Kubes J, Dedeckova K, Cvek J, Vondrácek V, Dvorak J, Argalacsová S, Navrátil M, Buril J
Institute of Radiation Oncology, Faculty Hospital Na Bulovce and 1st Faculty of Medicine, Charles University, Prague, Czech Republic.

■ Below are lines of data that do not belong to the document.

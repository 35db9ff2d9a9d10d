//! Main entry point for the Frontdesk dashboard API server

use frontdesk_api::build_router;
use frontdesk_core::{Config, context_error, context_error::Result, init_logging};
use std::net::SocketAddr;
use tokio::net::TcpListener;
use tower::ServiceBuilder;
use tower_http::trace::TraceLayer;
use tracing::{error, info};

#[tokio::main]
async fn main() -> Result<()> {
    // Load .env file if it exists (for development convenience)
    if let Err(e) = dotenvy::dotenv() {
        // It's okay if .env doesn't exist, just log it at debug level
        eprintln!("Note: .env file not loaded: {e}");
    }

    // Initialize logging first
    init_logging()?;

    // Load configuration
    let config = Config::load().unwrap_or_else(|err| {
        info!("Failed to load config ({}), using defaults", err);
        Config::default()
    });

    info!("╔══════════════════════════════════════════════════════════╗");
    info!(
        "║       Frontdesk Dashboard API Server v{}             ║",
        env!("CARGO_PKG_VERSION")
    );
    info!("╚══════════════════════════════════════════════════════════╝");
    info!(
        "🚀 Starting server on {}:{}",
        config.server.host, config.server.port
    );

    // Build the application router
    info!("🛠️  Building application routes...");
    let app = build_router(config.clone())?
        .layer(ServiceBuilder::new().layer(TraceLayer::new_for_http()));
    if config.api.seed_demo_data {
        info!("🌱 Demo data seeded into the in-memory stores");
    }

    // Create server address
    let addr: SocketAddr = format!("{}:{}", config.server.host, config.server.port)
        .parse()
        .map_err(|e| context_error!("Invalid server address: {}", e))?;

    // Create TCP listener
    let listener = TcpListener::bind(&addr)
        .await
        .map_err(|e| context_error!("Failed to bind to {}: {}", addr, e))?;

    info!("╔══════════════════════════════════════════════════════════╗");
    info!("║                     SERVER READY                         ║");
    info!("╟──────────────────────────────────────────────────────────╢");
    info!("║ 🌐 API:     http://{:12}", addr);
    info!("║ 💚 Health:  http://{:12}/health", addr);
    info!("║ 📚 Docs:    http://{:12}/api/docs", addr);
    info!("╚══════════════════════════════════════════════════════════╝\n");

    // Start the server with graceful shutdown
    axum::serve(
        listener,
        app.into_make_service_with_connect_info::<SocketAddr>(),
    )
    .with_graceful_shutdown(shutdown_signal())
    .await
    .map_err(|e| context_error!("Server error: {}", e))?;

    info!("👋 Server shutdown complete");
    Ok(())
}

/// Handle graceful shutdown signals
async fn shutdown_signal() {
    let ctrl_c = async {
        if let Err(e) = tokio::signal::ctrl_c().await {
            error!("Failed to install Ctrl+C handler: {e}");
            std::future::pending::<()>().await;
        }
    };

    #[cfg(unix)]
    let terminate = async {
        match tokio::signal::unix::signal(tokio::signal::unix::SignalKind::terminate()) {
            Ok(mut signal) => {
                signal.recv().await;
            }
            Err(e) => {
                error!("Failed to install signal handler: {e}");
                std::future::pending::<()>().await;
            }
        }
    };

    #[cfg(not(unix))]
    let terminate = std::future::pending::<()>();

    tokio::select! {
        () = ctrl_c => {
            info!("Received Ctrl+C, shutting down gracefully...");
        },
        () = terminate => {
            info!("Received terminate signal, shutting down gracefully...");
        },
    }
}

J BUON. 2013 Jul-Sep;18(3):669-74.
The aim of this work was to prospectively analyze the outcome of combined hormonal treatment and radical radiotherapy in high risk non metastatic prostate cancer patients (T1=4, N0-1, M0).
Between April 2003 and December 2007 196 patients with high risk prostate cancer were treated with curative intent. The treatment consisted of 2-month neoadjuvant hormonal treatment (LHRH analog), radical radiotherapy (68-78 Gy, conformal technique) and an optional 2-year adjuvant hormonal treatment.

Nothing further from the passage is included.